三成は家臣からの報告を黙して聞き、ただ的確に次の指示を下す。声は冷静で、表情も揺らがぬ。だが灯火に照らされたその横顔は、日に日にやつれていくように見えた。
*
ある夜、三成が書院にて書状に目を通していると、控えていた小姓が声をかけた。
「治部少、三木嘉十郎殿がお見えにございます」
三木嘉十郎――先日、米の不始末により平伏し、責を詫びた家臣であった。
「うむ、通せ」
やがて三木が書院に参じた。なおも己の過ちに打ちひしがれている様子で、畳に両手をつき深く頭を垂れる。
「夜更けに、わざわざ呼び立てしてすまぬな」
「いえ、滅相もございませぬ」
三木の声は硬く震えていた。三成は筆を置き、書き上げたばかりの書状を脇の家臣に託し、三木の前へと差し出させた。

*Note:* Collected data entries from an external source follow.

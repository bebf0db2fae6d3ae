//! Conversation types shared between workflows and the completion service
//!
//! These are the engine's own message types; provider wire formats live in
//! `ai::format`.

use serde::{Deserialize, Serialize};
use serde_json::Value;

/// Tool signature advertised to the model
#[derive(Debug, Clone, Serialize, Deserialize, PartialEq)]
pub struct AiTool {
    pub name: String,
    pub description: String,
    pub input_schema: Value,
}

/// A structured tool-call request embedded in an assistant turn
#[derive(Debug, Clone, Serialize, Deserialize, PartialEq)]
pub struct AiToolCall {
    pub id: String,
    pub name: String,
    pub arguments: Value,
}

impl AiToolCall {
    pub fn new(id: impl Into<String>, name: impl Into<String>, arguments: Value) -> Self {
        Self {
            id: id.into(),
            name: name.into(),
            arguments,
        }
    }
}

/// Message role in a conversation
#[derive(Debug, Clone, Copy, Serialize, Deserialize, PartialEq, Eq)]
#[serde(rename_all = "lowercase")]
pub enum Role {
    System,
    User,
    Assistant,
    Tool,
}

impl Role {
    pub fn as_str(&self) -> &'static str {
        match self {
            Role::System => "system",
            Role::User => "user",
            Role::Assistant => "assistant",
            Role::Tool => "tool",
        }
    }
}

/// One entry of a conversation history
#[derive(Debug, Clone, Serialize, Deserialize, PartialEq)]
pub struct Message {
    pub role: Role,
    #[serde(default)]
    pub content: String,
    #[serde(default, skip_serializing_if = "Vec::is_empty")]
    pub tool_calls: Vec<AiToolCall>,
    /// Set on tool-role messages: the id of the call this message answers
    #[serde(default, skip_serializing_if = "Option::is_none")]
    pub tool_call_id: Option<String>,
}

impl Message {
    pub fn system(content: impl Into<String>) -> Self {
        Self::plain(Role::System, content)
    }

    pub fn user(content: impl Into<String>) -> Self {
        Self::plain(Role::User, content)
    }

    pub fn assistant(content: impl Into<String>) -> Self {
        Self::plain(Role::Assistant, content)
    }

    /// Assistant turn carrying tool calls
    pub fn assistant_with_calls(content: impl Into<String>, tool_calls: Vec<AiToolCall>) -> Self {
        Self {
            role: Role::Assistant,
            content: content.into(),
            tool_calls,
            tool_call_id: None,
        }
    }

    /// Tool-role message answering `tool_call_id`
    pub fn tool_result(tool_call_id: impl Into<String>, content: impl Into<String>) -> Self {
        Self {
            role: Role::Tool,
            content: content.into(),
            tool_calls: Vec::new(),
            tool_call_id: Some(tool_call_id.into()),
        }
    }

    fn plain(role: Role, content: impl Into<String>) -> Self {
        Self {
            role,
            content: content.into(),
            tool_calls: Vec::new(),
            tool_call_id: None,
        }
    }

    pub fn has_tool_calls(&self) -> bool {
        !self.tool_calls.is_empty()
    }
}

「島左近殿への書状だ。すまぬが、使者としてこれを届けてほしい」
「それがしが……でございますか」
「うむ」
短い沈黙の後、三木は再び深く頭を垂れた。
「かしこまりました」
「それとな」
三成は言葉を切った。言いよどむように、宙に目をさまよわせる。
「余は詫びは後にせよ、とは申した。だが《赦す》とは言っておらぬ」
「承知しております」
伏したままの三木の眉間には皺が寄り、血が滲むほどに拳を握り締めている。
「島左近殿への書状を渡し終えた後は……帰参には及ばぬ」
三木は呆気に取られた。帰参に及ばず――すなわち石田家の家臣ではなくなるということであった。
「けじめは必要だ。承知してくれ」
ここで三木は思わず顔を上げた。本来ならば主君の許しなくしてはならぬ振る舞いであるのに。
「ならば、それがしは自刃いたす」
「ならぬ」三成の声は冷たく、揺るぎなかった。
「しかし、このままでは、それがしの——」
「ならぬ、と申しておる!」
三成にしては珍しく、強く言い放った。三木は力なく再び伏した。
「なにゆえ……お許し下さらぬ」
三成は黙したまま歩み寄り、三木の肩に手を置いた。
「それはな。お主が余と太閤殿下の狂気の沙汰に巻き込まれた男だからだ」
それは、三成の本心であった。大谷吉継にさえ語ったことのない胸の裡。夜の灯明に揺れる影の中、その言葉は吐息のように消えていった。
「この書状には、お主のことを記してある。島殿ならば、きっとよく取り計らって下さろう」
「殿……」
三木嘉十郎の肩は震えていた。
やがて三成は手を放し、座へ戻る。
「立て。使者の務めを果たせ。それこそが余より託す最後の役目である」
三木は深く一礼し、書状を胸に抱きしめた。その目には悔恨の影が濃く残りながらも、どこか誇りを取り戻した光が差していた。
外では秋風が竹林を鳴らしている。三木はやがて立ち上がり、障子の向こうに消えた。三成はただ黙してその背を見送った。
冷徹な裁きの貌と、同じ人の世を生きる者としての痛みと――その双方を抱えながら。